1922 Encyclopædia Britannica/Irving, Henry Brodribb
IRVING, HENRY BRODRIBB (1870-1919), English actor, elder son of Sir Henry Irving (see 14.855), was born in London Aug. 5 1870. He was educated at Marlborough and New College, Oxford, and was called to the bar in 1894; but he quickly abandoned this profession for that of the stage, for which his inherited aptitude had always been very marked. At Oxford he had belonged to the O.U.D.S. and had played the leading parts in Browning's Strafford and Shakespeare's King John. His first professional appearance in London was made Sept. 1891 with John Hare at the Garrick theatre in Robertson's School. Three years later he joined Mr. Ben Greet's company, where he met Miss Dorothea Baird, whom he married in 1896 at the time of her great popular success in Du Maurier's play of Trilby. His earliest notable success was in Barrie's The Admirable Crichton in 1903, and he followed it by an interesting impersonation of Hamlet in 1905. His picturesque appearance and strong likeness to his father induced him to repeat many of his father's famous parts; but he did original work of a high order in Stevenson's Dr. Jekyll and Mr. Hyde, in Stephen Phillips's The Sin of David, in Walter Hackett's The Barton Mystery, and in other romantic and melodramatic productions, many of them produced at the Savoy theatre, London, of which he was lessee and manager from 1913 until his death. Throughout his life he was a keen student of criminology, and he published a Life of Judge Jeffreys (1898); French Criminals of the 19th Century (1901); A Book of Remarkable Criminals (1918) and other papers on the subject. He died in London Oct. 17 1919.

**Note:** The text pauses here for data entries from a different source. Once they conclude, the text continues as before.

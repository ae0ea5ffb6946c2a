//! Catalog builder.
//!
//! Describes each configured target dataset and writes the catalog JSON
//! consumed by the browser client. Targets that cannot be cataloged are
//! logged and skipped; the catalog is always written.

use std::path::PathBuf;

use anyhow::Result;
use clap::Parser;
use tracing::info;

use prep_cli::{build_catalog, init_logging, load_catalog_config, LoggingArgs};

#[derive(Parser, Debug)]
#[command(name = "build-catalog")]
#[command(about = "Build the dataset catalog from provider metadata")]
struct Args {
    /// Configuration file path
    #[arg(short, long, default_value = "config/catalog.yaml", env = "CATALOG_CONFIG")]
    config: PathBuf,

    /// Override the describe document location (path or URL)
    #[arg(long, env = "CATALOG_DESCRIBE_SOURCE")]
    describe_source: Option<String>,

    /// Override the output path
    #[arg(short, long, env = "CATALOG_OUTPUT")]
    output: Option<PathBuf>,

    #[command(flatten)]
    logging: LoggingArgs,
}

#[tokio::main]
async fn main() -> Result<()> {
    dotenvy::dotenv().ok();
    let args = Args::parse();
    init_logging(&args.logging)?;

    info!(config = %args.config.display(), "Starting catalog build");

    let mut config = load_catalog_config(&args.config)?;
    if let Some(source) = args.describe_source {
        config.describe_source = source;
    }
    if let Some(output) = args.output {
        config.output = output;
    }

    build_catalog(&config).await?;
    Ok(())
}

His younger brother, Laurence Sydney Brodribb Irving (1871-1914), English actor, was born in London Dec. 21 1871. He was educated at Marlborough and abroad, being destined for the diplomatic service; but he joined Frank Benson's Shakespearean company in 1893 and made his first professional appearance in London a year later with J. L. Toole in Barrie's Walker, London. He married the actress Mabel Hackney, and with his wife played in Brieux's The Three Daughters of M. Dupont and The Incubus, as well as in The Unwritten Law — his own adaptation of Dostoievsky's Crime and Punishment — and in Lengyell's Typhoon. In 1912 he acted Iago in Herbert Tree's production of Othello. He wrote Peter the Great, produced by his father in 1898, Bonnie Dundee and Richard Lovelace, as well as a number of translations and adaptations of plays. Both he and his wife lost their lives when the “Empress of Ireland” sank in the St. Lawrence river May 29 1914.